Step 2. Create a service package
Every service requires a service package. In this example, all values in tabs other than the Context tab contain default values.
Step 2. Create the service activity
The service activity performs the processing for the service. In this case, the
Loop service activity calls the built-in standard activity Work-.svcAddWorkObject, passing as a parameter the name of a flow (TaskSample) to start. (When the
Loop activity starts, the four properties extracted from the line of the CSV file are already on its primary page.) The standard activity acquires a work object ID, saves and commits the work object, and starts the flow execution.

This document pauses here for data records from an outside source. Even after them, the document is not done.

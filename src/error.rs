//! Gateway-level error types shared across the transport, refresh, store, and session layers.

// self
use crate::_prelude::*;

/// Gateway-wide result type alias returning [`Error`] by default.
pub type Result<T, E = Error> = std::result::Result<T, E>;

type BoxError = Box<dyn std::error::Error + Send + Sync>;

/// Canonical gateway error exposed by public APIs.
#[derive(Debug, ThisError)]
pub enum Error {
	/// Credential store failure.
	#[error("{0}")]
	Storage(
		#[from]
		#[source]
		crate::store::StoreError,
	),
	/// Local configuration or request-construction problem.
	#[error(transparent)]
	Config(#[from] ConfigError),
	/// Transport failure (DNS, TCP, TLS); surfaced unchanged and never retried.
	#[error(transparent)]
	Transport(#[from] TransportError),

	/// A bearer request was issued while no access token is stored; nothing was sent.
	#[error("No access token is stored; the user must log in.")]
	NotAuthenticated,
	/// The replayed request was still rejected with 401.
	#[error("{method} {url} was rejected as unauthorized after a credential refresh.")]
	Unauthorized {
		/// HTTP status returned by the replay.
		status: u16,
		/// Request method.
		method: String,
		/// Fully resolved request URL.
		url: String,
	},
	/// The refresh cycle failed; stored credentials were purged and the caller must log in again.
	#[error("Session expired: {0}")]
	SessionExpired(#[source] RefreshError),
	/// The request that was driving the refresh was cancelled before it settled.
	#[error("The in-flight credential refresh was interrupted before it settled.")]
	RefreshInterrupted,
	/// A typed helper received a non-success status.
	#[error("API responded with status {status}: {body}")]
	Api {
		/// HTTP status code.
		status: u16,
		/// Lossy UTF-8 preview of the response body.
		body: String,
	},
	/// A typed helper could not decode the response payload.
	#[error("Response body with status {status} could not be decoded.")]
	Decode {
		/// HTTP status code.
		status: u16,
		/// Structured parsing failure.
		#[source]
		source: serde_path_to_error::Error<serde_json::Error>,
	},
}

/// Configuration and request-construction failures raised by the gateway.
#[derive(Debug, ThisError)]
pub enum ConfigError {
	/// HTTP client could not be constructed.
	#[error("HTTP client could not be constructed.")]
	HttpClientBuild {
		/// Underlying transport builder failure.
		#[source]
		source: BoxError,
	},
	/// Gateway config failed validation.
	#[error(transparent)]
	InvalidConfig(#[from] crate::config::GatewayConfigError),
	/// Request path could not be resolved against the configured base URL.
	#[error("Path `{path}` cannot be resolved against the configured base URL.")]
	InvalidPath {
		/// Offending path.
		path: String,
		/// Underlying parsing failure.
		#[source]
		source: url::ParseError,
	},
	/// Request body could not be serialized to JSON.
	#[error("Request body could not be serialized to JSON.")]
	RequestBody(#[source] serde_json::Error),
	/// Header name or value is not valid HTTP.
	#[error("Header `{name}` is not a valid HTTP header.")]
	InvalidHeader {
		/// Header name as supplied by the caller.
		name: String,
	},
}
impl ConfigError {
	/// Wraps a transport's builder failure inside [`ConfigError`].
	pub fn http_client_build(src: impl 'static + Send + Sync + std::error::Error) -> Self {
		Self::HttpClientBuild { source: Box::new(src) }
	}
}
#[cfg(feature = "reqwest")]
impl From<ReqwestError> for ConfigError {
	fn from(e: ReqwestError) -> Self {
		Self::http_client_build(e)
	}
}

/// Transport-level failures (network, IO).
#[derive(Debug, ThisError)]
pub enum TransportError {
	/// Underlying HTTP client reported a network failure.
	#[error("Network error occurred while calling {url}.")]
	Network {
		/// Request URL.
		url: String,
		/// Transport-specific network error.
		#[source]
		source: BoxError,
	},
	/// Underlying IO failure surfaced during transport.
	#[error("I/O error occurred during transport.")]
	Io(#[from] std::io::Error),
}
impl TransportError {
	/// Wraps a transport-specific network error.
	pub fn network(url: &Url, src: impl 'static + Send + Sync + std::error::Error) -> Self {
		Self::Network { url: url.to_string(), source: Box::new(src) }
	}
}

/// Reasons a refresh cycle can settle with failure.
///
/// The type is `Clone` because a single outcome is delivered to the leader and every pending
/// request queued behind it.
#[derive(Clone, Debug, PartialEq, Eq, ThisError)]
pub enum RefreshError {
	/// The credential store holds no refresh token; no network call was made.
	#[error("No refresh token is stored.")]
	MissingRefreshToken,
	/// The authentication service answered with a non-success status.
	#[error("Refresh endpoint rejected the refresh token with status {status}: {message}.")]
	Rejected {
		/// HTTP status code.
		status: u16,
		/// Lossy preview of the response body.
		message: String,
	},
	/// The authentication service answered 2xx with an unusable body.
	#[error("Refresh endpoint returned a malformed response: {message}.")]
	MalformedResponse {
		/// Parser diagnostic including the failing JSON path.
		message: String,
	},
	/// The refresh call never produced an HTTP response.
	#[error("Refresh endpoint is unreachable: {message}.")]
	Transport {
		/// Rendered transport error.
		message: String,
	},
	/// Persisting the new credential failed.
	#[error("Refreshed credential could not be stored: {0}")]
	Storage(crate::store::StoreError),
	/// A login or logout replaced the session while the refresh was in flight; its result was
	/// discarded.
	#[error("Session changed while the refresh was in flight.")]
	Superseded,
	/// The leader future was dropped before the refresh settled.
	#[error("Refresh was abandoned before it settled.")]
	Abandoned,
}
impl From<RefreshError> for Error {
	fn from(e: RefreshError) -> Self {
		match e {
			RefreshError::Abandoned => Self::RefreshInterrupted,
			other => Self::SessionExpired(other),
		}
	}
}

/// Renders a bounded, lossy UTF-8 preview of a response body for error messages.
pub(crate) fn body_preview(body: &[u8]) -> String {
	const MAX_PREVIEW: usize = 512;

	let text = String::from_utf8_lossy(body);
	let trimmed = text.trim();

	if trimmed.len() <= MAX_PREVIEW {
		return trimmed.to_owned();
	}

	let mut end = MAX_PREVIEW;

	while !trimmed.is_char_boundary(end) {
		end -= 1;
	}

	format!("{}...", &trimmed[..end])
}
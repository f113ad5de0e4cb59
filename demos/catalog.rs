//! Walks through an expired-token session against a mock marketplace: the first catalog call is
//! rejected, the gateway refreshes once, and every concurrent call is replayed with the new token.

// std
use std::sync::Arc;
// crates.io
use color_eyre::Result;
use httpmock::prelude::*;
use url::Url;
// self
use elearn_gateway::{
	api::{CourseId, courses, student},
	auth::CredentialKey,
	config::GatewayConfig,
	gateway::{Gateway, SessionExpired},
	store::{CredentialStore, MemoryStore},
};

#[tokio::main]
async fn main() -> Result<()> {
	color_eyre::install()?;

	let server = MockServer::start_async().await;
	let refresh = server
		.mock_async(|when, then| {
			when.method(POST).path("/auth/token/refresh/");
			then.status(200).header("content-type", "application/json").body(r#"{"access":"A2"}"#);
		})
		.await;

	for path in ["/api/v1/content/courses/", "/api/v1/content/courses/1/", "/api/v1/dashboard/"] {
		server
			.mock_async(|when, then| {
				when.method(GET).path(path).header("authorization", "Bearer A1");
				then.status(401).body(r#"{"code":"token_not_valid"}"#);
			})
			.await;
		server
			.mock_async(|when, then| {
				when.method(GET).path(path).header("authorization", "Bearer A2");
				then.status(200).header("content-type", "application/json").body(r#"{"ok":true}"#);
			})
			.await;
	}

	let root = Url::parse(&server.base_url())?;
	let config =
		GatewayConfig::builder().api_base(root.join("/api/v1/")?).auth_base(root).build()?;
	let backend = MemoryStore::with_tokens("A1", "R1");
	let store: Arc<dyn CredentialStore> = Arc::new(backend.clone());
	let gateway = Gateway::new(config, store)?.with_listener(Arc::new(|event: &SessionExpired| {
		println!("session expired ({}), redirecting to {}", event.reason, event.login_view);
	}));
	let course = CourseId::from(1);
	let (list, detail, dashboard) = tokio::join!(
		gateway.fetch_json::<serde_json::Value>(courses::list()),
		gateway.fetch_json::<serde_json::Value>(courses::get(&course)),
		gateway.fetch_json::<serde_json::Value>(student::dashboard()),
	);

	println!("courses: {}", list?);
	println!("course {course}: {}", detail?);
	println!("dashboard: {}", dashboard?);
	println!(
		"refresh calls: {}, stored access token: {:?}",
		refresh.calls_async().await,
		backend.snapshot(CredentialKey::AccessToken)
	);

	Ok(())
}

Step 3. Create the File Service rule
The file service rule processes each CSV file found by the listener. (For a more general description of file services, see How to set up a file service and file listener.) The Service tab identifies a page that is constructed each time the file service rule is started.
The Method tab determines how the contents of the file are parsed. For Windows text files, the line terminator is \r\n. Since this text file is a CSV file, each line is a "record" for parsing purposes.
The Request tab calls two standard functions to parse the CSV file. At runtime, the parseCsvHeader() function — executed only once, for the first line of the file— extracts property names and saves them in an array named
The parseCSVDetail() function, executed for each row after the first row, creates a temporary primary page for the service activity containing values for each property, using property names from the the
pyTagList array, and calls the service activity.
The flow execution routes the first assignment to a fixed workbasket.
Step 4: Create the File Listener.
This file listener monitors the directory E:\temp for any Windows file with a CSV file type. When a file is found, it calls the file service rule.
This file listener creates a RPT file and an internal record (instance of Log-Service-File) for each file processed. These are optional, but helpful in debugging and reporting.
Step 5. Test
1. Use the System Management Application (Listener Management panel) to start the file listener. Alternatively, you can stop and restart the Process Commander server node to start the file listener.
2. To monitor service processing in full detail, open the service file rule and select Run > Trace Open Rule. The Tracer starts. Adjust Tracer settings to determine the desired amount of detail. For example:
3. Create a test file and copy it to the directory that the listener monitors. Wait.
4. After the listener finds and processes the CSV file, examine the corresponding RPT file.
5. Locate and examine the work objects created by the file service rule. In this example, the open assignments are in the
[email protected] workbasket:
Work object W-199 was created third but is listed first, because the pyUrgencyWorkAdjust value in the that row of input is +5, leading to an overall urgency value of 15. Assignments in this list view report are sorted by decreasing urgency.
In this example, the created work objects contain only four property values obtained from the input, and all end up in a single workbasket. In more sophisticated cases, the CSV file could provide many properties and the service activity could create more varied work objects with varying initial flows.